### TASK DETAILS
Retype all of the entries that appear below, keeping them exactly as they are.

### SUPPLIED DATA
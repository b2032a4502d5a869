//! Mapping of HTTP failures onto the client error taxonomy

use crate::types::ErrorResponse;
use quasar_core::ClientError;
use reqwest::StatusCode;

/// Map a non-success response onto a `ClientError`
pub fn status_error(status: StatusCode, body: &str) -> ClientError {
    let message = match serde_json::from_str::<ErrorResponse>(body) {
        Ok(envelope) if envelope.error.code.is_empty() => envelope.error.message,
        Ok(envelope) => format!("{}: {}", envelope.error.code, envelope.error.message),
        Err(_) if body.trim().is_empty() => status
            .canonical_reason()
            .unwrap_or("unknown error")
            .to_string(),
        Err(_) => body.to_string(),
    };

    match status {
        StatusCode::BAD_REQUEST => ClientError::InvalidArgument(message),
        StatusCode::NOT_FOUND => ClientError::NotFound(message),
        StatusCode::CONFLICT => ClientError::Conflict(message),
        _ => ClientError::Server {
            status: status.as_u16(),
            message,
        },
    }
}

/// Connection, TLS, timeout and body read failures
pub fn transport_error(err: reqwest::Error) -> ClientError {
    ClientError::Transport(err.to_string())
}

#[cfg(test)]
mod tests {
    use super::*;

    #[test]
    fn test_conflict_envelope_is_unpacked() {
        let err = status_error(
            StatusCode::CONFLICT,
            r#"{"error":{"code":"InvalidJobCancellationRequest","message":"Job already finished"}}"#,
        );
        match err {
            ClientError::Conflict(message) => {
                assert_eq!(message, "InvalidJobCancellationRequest: Job already finished")
            }
            other => panic!("unexpected error: {other:?}"),
        }
    }

    #[test]
    fn test_status_codes_map_to_taxonomy() {
        assert!(matches!(
            status_error(StatusCode::BAD_REQUEST, "bad"),
            ClientError::InvalidArgument(_)
        ));
        assert!(matches!(
            status_error(StatusCode::NOT_FOUND, ""),
            ClientError::NotFound(m) if m == "Not Found"
        ));
        assert!(matches!(
            status_error(StatusCode::SERVICE_UNAVAILABLE, "down"),
            ClientError::Server { status: 503, message } if message == "down"
        ));
    }
}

### WRITTEN SOLUTION
repository b2032a4502d5a869
//! Mapping of HTTP failures onto the client error taxonomy

use crate::types::ErrorResponse;
use quasar_core::ClientError;
use reqwest::StatusCode;

/// Map a non-success response onto a `ClientError`
pub fn status_error(status: StatusCode, body: &str) -> ClientError {
    let message = match serde_json::from_str::<ErrorResponse>(body) {
        Ok(envelope) if envelope.error.code.is_empty() => envelope.error.message,
        Ok(envelope) => format!("{}: {}", envelope.error.code, envelope.error.message),
        Err(_) if body.trim().is_empty() => status
            .canonical_reason()
            .unwrap_or("unknown error")
            .to_string(),
        Err(_) => body.to_string(),
    };

    match status {
        StatusCode::BAD_REQUEST => ClientError::InvalidArgument(message),
        StatusCode::NOT_FOUND => ClientError::NotFound(message),
        StatusCode::CONFLICT => ClientError::Conflict(message),
        _ => ClientError::Server {
            status: status.as_u16(),
            message,
        },
    }
}

/// Connection, TLS, timeout and body read failures
pub fn transport_error(err: reqwest::Error) -> ClientError {
    ClientError::Transport(err.to_string())
}

#[cfg(test)]
mod tests {
    use super::*;

    #[test]
    fn test_conflict_envelope_is_unpacked() {
        let err = status_error(
            StatusCode::CONFLICT,
            r#"{"error":{"code":"InvalidJobCancellationRequest","message":"Job already finished"}}"#,
        );
        match err {
            ClientError::Conflict(message) => {
                assert_eq!(message, "InvalidJobCancellationRequest: Job already finished")
            }
            other => panic!("unexpected error: {other:?}"),
        }
    }

    #[test]
    fn test_status_codes_map_to_taxonomy() {
        assert!(matches!(
            status_error(StatusCode::BAD_REQUEST, "bad"),
            ClientError::InvalidArgument(_)
        ));
        assert!(matches!(
            status_error(StatusCode::NOT_FOUND, ""),
            ClientError::NotFound(m) if m == "Not Found"
        ));
        assert!(matches!(
            status_error(StatusCode::SERVICE_UNAVAILABLE, "down"),
            ClientError::Server { status: 503, message } if message == "down"
        ));
    }
}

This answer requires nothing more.